TASK
For the string "itself", search the entries below and copy every line where it appears.

(Dataset entries)
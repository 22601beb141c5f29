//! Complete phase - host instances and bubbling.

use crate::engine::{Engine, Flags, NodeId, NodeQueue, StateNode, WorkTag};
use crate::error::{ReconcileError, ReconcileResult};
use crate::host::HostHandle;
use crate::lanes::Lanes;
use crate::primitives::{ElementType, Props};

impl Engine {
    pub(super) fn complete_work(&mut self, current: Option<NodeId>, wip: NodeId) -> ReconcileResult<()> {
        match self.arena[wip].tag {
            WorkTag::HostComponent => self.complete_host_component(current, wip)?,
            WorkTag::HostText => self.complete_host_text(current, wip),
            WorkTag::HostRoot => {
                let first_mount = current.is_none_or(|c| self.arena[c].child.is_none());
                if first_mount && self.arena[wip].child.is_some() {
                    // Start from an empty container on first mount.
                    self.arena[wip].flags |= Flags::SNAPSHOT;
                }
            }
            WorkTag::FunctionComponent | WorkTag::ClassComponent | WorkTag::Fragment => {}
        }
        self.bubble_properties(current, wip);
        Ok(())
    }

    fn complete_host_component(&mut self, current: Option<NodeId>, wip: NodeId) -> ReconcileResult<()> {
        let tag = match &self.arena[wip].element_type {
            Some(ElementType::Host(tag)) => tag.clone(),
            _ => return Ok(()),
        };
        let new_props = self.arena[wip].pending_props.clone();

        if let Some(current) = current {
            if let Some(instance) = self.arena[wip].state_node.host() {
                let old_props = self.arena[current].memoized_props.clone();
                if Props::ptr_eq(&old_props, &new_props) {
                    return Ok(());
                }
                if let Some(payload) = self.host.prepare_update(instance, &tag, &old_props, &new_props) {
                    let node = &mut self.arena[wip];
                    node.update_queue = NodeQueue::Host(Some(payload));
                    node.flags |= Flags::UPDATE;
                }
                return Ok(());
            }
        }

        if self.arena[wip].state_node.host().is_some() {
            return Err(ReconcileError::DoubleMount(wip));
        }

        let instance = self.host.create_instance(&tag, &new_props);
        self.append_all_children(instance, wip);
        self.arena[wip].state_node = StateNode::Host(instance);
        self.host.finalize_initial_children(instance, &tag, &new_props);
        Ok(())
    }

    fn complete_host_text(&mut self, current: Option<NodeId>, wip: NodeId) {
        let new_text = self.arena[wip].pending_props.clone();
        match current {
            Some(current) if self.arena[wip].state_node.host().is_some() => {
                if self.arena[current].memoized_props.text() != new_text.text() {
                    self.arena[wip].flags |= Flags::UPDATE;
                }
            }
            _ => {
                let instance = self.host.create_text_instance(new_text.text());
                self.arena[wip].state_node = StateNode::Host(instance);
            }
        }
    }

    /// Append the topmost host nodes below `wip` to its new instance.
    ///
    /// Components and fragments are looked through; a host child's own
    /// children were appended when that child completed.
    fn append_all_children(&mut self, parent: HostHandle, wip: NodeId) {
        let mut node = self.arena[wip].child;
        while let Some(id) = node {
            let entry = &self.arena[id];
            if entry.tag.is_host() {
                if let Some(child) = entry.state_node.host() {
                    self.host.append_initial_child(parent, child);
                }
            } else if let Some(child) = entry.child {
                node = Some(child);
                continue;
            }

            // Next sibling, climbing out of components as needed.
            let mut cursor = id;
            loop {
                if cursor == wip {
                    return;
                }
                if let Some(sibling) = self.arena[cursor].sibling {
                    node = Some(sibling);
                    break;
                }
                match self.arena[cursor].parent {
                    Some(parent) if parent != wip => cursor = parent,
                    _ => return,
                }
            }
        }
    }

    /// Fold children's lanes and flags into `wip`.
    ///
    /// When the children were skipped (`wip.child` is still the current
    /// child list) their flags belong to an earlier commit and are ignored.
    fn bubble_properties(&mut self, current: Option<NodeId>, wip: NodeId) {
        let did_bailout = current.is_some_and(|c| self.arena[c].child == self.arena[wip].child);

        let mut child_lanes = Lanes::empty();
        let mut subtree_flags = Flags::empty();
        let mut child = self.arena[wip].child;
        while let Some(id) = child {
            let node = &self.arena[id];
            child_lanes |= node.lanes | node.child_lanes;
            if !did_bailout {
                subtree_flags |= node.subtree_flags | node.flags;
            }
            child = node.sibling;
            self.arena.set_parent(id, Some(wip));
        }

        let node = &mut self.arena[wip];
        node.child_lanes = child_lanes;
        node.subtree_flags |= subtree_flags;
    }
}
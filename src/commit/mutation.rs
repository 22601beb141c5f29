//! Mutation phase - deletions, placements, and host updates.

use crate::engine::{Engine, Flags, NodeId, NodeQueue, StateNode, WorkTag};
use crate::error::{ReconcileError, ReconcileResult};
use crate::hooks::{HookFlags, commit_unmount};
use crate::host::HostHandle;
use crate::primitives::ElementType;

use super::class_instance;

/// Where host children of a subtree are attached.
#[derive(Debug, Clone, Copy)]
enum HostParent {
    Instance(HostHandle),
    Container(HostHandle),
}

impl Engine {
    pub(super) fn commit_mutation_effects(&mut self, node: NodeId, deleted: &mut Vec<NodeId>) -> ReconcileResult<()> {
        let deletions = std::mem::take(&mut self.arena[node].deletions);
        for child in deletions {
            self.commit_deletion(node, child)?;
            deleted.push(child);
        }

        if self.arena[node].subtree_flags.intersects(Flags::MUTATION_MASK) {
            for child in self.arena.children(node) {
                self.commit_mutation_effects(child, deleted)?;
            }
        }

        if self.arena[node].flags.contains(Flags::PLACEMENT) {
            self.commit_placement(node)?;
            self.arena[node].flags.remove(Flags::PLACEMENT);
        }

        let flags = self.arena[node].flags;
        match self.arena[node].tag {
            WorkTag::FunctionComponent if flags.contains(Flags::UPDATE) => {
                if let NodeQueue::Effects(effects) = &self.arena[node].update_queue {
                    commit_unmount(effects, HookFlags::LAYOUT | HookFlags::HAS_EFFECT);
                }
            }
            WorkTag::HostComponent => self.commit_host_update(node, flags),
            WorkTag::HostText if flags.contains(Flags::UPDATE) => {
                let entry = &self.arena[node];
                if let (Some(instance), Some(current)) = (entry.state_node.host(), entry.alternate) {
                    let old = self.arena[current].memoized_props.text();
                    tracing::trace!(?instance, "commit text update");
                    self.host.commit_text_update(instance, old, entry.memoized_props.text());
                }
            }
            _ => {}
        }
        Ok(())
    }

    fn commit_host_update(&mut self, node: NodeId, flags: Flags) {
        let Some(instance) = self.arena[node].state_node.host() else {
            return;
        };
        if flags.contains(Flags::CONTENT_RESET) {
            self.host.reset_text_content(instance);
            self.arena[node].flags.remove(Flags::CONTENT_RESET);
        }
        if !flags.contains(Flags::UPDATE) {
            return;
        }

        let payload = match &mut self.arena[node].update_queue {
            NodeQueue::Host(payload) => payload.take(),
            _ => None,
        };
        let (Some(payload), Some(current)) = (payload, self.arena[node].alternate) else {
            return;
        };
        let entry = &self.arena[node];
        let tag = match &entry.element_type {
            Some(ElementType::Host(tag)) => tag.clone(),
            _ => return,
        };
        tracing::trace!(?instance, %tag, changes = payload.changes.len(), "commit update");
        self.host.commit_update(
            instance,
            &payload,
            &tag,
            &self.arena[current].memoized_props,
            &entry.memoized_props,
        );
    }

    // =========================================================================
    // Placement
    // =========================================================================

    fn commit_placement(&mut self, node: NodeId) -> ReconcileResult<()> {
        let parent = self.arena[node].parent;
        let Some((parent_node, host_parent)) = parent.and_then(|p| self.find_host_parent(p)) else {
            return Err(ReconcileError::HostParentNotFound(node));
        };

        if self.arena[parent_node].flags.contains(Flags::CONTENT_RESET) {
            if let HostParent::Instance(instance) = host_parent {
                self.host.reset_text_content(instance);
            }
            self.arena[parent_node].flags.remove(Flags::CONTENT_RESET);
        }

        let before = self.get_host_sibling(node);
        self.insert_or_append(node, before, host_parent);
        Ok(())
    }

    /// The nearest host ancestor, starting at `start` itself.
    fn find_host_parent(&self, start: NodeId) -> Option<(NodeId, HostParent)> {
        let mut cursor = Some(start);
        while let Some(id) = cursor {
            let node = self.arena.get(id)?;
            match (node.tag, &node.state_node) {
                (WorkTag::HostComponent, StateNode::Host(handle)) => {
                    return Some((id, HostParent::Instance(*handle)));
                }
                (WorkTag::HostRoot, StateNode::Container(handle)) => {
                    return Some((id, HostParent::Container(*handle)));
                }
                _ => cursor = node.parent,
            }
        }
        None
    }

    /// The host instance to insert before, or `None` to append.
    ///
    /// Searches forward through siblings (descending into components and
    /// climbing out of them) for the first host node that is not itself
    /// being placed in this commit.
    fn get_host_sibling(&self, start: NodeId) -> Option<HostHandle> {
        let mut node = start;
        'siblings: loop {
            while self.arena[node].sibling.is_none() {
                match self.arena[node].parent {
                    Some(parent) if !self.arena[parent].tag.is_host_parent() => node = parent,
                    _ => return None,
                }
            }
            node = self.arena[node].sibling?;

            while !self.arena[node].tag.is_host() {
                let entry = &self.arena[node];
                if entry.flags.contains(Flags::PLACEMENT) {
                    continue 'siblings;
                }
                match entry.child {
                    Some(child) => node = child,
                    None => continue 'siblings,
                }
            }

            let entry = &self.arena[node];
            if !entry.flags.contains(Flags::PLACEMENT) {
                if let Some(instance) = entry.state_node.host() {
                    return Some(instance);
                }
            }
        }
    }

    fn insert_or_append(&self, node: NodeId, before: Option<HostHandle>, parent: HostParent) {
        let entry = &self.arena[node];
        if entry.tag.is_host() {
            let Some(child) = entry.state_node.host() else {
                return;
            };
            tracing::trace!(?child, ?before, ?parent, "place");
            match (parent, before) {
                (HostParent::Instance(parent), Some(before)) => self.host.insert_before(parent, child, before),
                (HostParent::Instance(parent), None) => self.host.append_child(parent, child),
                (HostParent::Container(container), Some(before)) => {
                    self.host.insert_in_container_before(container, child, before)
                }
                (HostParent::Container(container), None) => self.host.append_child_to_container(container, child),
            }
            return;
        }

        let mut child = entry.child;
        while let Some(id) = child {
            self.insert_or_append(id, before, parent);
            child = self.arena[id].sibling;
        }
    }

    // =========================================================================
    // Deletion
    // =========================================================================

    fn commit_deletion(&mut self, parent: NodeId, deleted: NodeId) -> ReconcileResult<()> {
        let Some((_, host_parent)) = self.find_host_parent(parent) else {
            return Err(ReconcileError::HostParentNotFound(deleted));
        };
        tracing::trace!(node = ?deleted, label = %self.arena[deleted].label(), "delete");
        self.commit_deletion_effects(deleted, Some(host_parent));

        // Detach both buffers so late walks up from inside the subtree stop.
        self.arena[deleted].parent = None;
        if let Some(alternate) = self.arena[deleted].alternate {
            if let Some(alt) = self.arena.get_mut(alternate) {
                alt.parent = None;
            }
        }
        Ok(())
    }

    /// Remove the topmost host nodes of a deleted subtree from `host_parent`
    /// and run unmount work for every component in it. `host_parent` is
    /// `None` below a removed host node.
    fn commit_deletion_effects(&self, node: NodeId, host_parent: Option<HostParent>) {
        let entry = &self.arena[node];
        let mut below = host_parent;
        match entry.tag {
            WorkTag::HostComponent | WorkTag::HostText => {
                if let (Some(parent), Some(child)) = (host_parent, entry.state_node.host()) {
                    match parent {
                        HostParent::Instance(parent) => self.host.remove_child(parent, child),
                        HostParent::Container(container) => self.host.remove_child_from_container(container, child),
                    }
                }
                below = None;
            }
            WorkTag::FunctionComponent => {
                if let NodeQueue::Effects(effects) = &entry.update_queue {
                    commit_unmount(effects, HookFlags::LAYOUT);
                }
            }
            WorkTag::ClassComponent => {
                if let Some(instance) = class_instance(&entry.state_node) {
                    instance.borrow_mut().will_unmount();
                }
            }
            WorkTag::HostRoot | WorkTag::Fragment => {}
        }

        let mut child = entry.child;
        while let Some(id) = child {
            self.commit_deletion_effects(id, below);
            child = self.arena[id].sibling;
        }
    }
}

TASK OUTPUT
    /// The nearest host ancestor, starting at `start` itself.
    /// climbing out of them) for the first host node that is not itself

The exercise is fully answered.